Top of RAW DATA

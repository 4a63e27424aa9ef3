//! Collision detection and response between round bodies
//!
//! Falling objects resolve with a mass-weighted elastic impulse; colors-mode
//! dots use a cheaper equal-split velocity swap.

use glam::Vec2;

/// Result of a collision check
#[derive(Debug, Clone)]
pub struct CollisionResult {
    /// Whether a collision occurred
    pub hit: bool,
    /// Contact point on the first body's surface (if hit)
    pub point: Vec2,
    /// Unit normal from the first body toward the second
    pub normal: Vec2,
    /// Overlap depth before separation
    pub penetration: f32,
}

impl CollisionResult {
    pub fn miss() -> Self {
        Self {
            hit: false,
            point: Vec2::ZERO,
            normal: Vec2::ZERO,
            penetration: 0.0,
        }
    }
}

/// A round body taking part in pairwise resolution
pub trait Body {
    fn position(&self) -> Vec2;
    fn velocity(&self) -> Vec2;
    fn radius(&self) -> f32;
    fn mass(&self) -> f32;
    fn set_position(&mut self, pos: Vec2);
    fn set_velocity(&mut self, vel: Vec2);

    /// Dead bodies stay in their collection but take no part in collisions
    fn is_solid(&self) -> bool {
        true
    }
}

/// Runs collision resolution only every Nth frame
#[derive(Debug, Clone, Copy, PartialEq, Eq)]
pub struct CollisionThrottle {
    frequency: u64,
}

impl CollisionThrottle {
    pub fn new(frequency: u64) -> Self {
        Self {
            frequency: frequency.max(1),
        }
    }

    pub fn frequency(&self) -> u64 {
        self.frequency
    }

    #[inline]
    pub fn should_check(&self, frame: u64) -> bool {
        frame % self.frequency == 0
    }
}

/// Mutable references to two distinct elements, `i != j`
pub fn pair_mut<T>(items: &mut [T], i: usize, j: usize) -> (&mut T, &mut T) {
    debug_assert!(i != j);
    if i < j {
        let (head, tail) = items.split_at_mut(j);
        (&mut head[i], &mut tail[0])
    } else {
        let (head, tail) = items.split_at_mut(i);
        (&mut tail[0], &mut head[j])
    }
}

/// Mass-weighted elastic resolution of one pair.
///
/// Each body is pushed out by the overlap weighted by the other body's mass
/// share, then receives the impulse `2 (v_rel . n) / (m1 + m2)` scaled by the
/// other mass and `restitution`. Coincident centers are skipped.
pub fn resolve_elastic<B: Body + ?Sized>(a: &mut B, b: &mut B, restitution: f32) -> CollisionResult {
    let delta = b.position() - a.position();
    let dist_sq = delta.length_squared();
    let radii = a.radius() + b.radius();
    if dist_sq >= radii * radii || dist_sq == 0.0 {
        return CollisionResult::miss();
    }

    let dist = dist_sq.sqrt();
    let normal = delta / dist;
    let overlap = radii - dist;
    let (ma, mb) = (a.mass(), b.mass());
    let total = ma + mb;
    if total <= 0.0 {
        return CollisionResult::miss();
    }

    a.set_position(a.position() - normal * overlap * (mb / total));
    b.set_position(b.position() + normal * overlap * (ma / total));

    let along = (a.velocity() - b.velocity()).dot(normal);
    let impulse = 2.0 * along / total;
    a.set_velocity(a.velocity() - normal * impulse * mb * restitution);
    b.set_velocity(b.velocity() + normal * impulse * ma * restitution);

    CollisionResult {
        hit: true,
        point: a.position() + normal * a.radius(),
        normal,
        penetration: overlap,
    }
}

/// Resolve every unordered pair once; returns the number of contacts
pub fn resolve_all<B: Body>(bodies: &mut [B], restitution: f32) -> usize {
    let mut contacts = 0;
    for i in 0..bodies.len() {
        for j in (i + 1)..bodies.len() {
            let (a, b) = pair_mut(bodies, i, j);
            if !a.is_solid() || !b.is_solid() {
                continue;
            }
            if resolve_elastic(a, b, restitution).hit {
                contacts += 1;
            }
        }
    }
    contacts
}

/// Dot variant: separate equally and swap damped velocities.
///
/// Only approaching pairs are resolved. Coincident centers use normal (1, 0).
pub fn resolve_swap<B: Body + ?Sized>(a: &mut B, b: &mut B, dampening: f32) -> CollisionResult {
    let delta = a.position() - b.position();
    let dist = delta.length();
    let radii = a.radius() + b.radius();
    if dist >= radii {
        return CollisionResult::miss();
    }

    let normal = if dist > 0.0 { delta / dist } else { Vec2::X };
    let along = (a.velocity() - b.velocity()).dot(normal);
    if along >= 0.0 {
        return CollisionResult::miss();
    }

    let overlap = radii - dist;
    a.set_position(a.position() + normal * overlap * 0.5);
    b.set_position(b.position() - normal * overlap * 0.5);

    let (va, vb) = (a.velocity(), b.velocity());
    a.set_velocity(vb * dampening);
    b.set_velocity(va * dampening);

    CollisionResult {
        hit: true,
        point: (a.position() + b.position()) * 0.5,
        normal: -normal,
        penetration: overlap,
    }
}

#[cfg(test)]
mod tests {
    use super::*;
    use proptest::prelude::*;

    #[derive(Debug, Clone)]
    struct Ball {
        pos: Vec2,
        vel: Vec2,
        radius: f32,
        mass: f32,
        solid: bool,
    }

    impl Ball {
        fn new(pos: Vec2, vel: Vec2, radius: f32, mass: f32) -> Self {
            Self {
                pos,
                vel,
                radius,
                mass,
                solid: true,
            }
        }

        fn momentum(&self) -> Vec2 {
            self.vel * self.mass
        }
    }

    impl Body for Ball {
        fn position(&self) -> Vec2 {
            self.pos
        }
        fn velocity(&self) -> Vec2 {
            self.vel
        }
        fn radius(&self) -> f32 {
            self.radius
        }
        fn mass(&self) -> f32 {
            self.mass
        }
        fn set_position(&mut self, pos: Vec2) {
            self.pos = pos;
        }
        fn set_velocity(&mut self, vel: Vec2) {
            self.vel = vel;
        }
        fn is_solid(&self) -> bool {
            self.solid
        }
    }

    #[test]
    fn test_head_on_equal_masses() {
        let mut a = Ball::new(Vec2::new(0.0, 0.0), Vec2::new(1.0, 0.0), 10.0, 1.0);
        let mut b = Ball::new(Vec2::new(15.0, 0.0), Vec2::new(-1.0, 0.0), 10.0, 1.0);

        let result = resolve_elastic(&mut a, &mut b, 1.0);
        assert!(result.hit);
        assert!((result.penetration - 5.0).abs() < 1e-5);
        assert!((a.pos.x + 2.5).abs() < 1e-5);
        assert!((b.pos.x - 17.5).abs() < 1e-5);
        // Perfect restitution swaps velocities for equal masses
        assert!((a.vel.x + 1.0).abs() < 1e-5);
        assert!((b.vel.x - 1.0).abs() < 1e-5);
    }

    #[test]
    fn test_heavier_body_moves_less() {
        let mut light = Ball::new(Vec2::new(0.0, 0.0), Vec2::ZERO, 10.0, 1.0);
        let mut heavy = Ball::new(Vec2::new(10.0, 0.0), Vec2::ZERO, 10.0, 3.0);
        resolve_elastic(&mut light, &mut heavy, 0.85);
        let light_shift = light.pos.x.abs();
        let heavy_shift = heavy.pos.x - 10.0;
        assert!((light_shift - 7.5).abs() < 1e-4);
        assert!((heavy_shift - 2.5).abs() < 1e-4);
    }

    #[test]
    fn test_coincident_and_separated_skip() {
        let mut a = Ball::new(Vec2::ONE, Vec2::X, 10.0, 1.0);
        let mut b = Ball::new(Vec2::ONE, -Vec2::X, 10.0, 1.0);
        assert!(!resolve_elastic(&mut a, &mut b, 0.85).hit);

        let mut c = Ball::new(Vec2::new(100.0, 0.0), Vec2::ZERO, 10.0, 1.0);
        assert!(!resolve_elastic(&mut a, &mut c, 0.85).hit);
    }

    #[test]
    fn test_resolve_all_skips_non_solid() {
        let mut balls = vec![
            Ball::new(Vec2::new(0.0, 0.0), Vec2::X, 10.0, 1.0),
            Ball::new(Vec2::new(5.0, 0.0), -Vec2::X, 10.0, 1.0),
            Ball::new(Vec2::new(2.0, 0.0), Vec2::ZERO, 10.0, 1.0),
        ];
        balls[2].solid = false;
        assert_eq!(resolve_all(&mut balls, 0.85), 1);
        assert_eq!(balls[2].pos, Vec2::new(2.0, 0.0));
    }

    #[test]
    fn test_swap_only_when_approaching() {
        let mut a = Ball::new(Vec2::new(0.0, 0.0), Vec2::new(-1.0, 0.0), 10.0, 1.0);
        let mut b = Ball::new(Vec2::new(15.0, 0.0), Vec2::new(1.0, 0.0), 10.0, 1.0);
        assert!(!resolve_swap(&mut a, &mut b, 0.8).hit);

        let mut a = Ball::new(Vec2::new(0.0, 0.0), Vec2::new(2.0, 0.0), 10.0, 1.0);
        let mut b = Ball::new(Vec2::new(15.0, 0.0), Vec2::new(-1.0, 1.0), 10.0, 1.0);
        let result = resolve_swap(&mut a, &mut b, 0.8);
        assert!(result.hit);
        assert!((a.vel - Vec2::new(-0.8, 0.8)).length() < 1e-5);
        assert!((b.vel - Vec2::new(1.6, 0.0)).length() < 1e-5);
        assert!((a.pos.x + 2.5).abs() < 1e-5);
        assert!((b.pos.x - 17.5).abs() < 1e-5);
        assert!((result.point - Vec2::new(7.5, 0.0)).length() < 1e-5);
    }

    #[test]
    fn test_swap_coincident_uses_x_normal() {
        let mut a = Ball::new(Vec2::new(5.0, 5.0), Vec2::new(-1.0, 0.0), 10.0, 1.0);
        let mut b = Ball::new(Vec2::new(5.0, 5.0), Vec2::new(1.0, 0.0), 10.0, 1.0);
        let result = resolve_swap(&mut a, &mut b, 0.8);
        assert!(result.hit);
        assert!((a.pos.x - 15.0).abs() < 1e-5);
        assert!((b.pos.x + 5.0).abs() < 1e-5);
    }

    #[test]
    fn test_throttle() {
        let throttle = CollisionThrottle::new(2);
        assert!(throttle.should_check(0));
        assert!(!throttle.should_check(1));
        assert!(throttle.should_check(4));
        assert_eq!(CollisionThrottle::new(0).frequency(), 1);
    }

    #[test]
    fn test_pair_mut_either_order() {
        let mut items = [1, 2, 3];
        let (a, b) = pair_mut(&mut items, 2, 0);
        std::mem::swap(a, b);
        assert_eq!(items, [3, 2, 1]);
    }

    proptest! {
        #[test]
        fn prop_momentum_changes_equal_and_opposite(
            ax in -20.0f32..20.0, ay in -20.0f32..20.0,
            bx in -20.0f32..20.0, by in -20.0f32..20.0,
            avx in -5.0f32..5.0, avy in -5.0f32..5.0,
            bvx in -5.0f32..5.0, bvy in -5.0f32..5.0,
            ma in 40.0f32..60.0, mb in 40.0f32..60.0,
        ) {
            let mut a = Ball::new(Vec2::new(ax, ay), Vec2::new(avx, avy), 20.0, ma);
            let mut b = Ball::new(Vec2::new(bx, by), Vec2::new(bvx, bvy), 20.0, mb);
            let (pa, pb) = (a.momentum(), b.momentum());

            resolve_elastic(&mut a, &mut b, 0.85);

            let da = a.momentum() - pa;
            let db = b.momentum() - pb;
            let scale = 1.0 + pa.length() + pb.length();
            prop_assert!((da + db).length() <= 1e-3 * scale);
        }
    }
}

Bottom of RAW DATA
Top of RAW DATA

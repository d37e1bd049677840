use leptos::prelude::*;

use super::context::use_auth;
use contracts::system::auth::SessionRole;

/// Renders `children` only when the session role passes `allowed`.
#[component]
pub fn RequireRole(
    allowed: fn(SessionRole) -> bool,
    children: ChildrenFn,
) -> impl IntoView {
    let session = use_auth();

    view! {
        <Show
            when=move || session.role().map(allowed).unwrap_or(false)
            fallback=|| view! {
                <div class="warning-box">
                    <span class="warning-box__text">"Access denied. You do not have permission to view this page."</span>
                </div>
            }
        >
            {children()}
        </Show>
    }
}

Bottom of RAW DATA

◆ YOUR OBJECTIVE
Filter the data, keeping only the lines that contain "contacts".

◆ SOLVED EXERCISE
/// Resolve every unordered pair once; returns the number of contacts
    let mut contacts = 0;
                contacts += 1;
    contacts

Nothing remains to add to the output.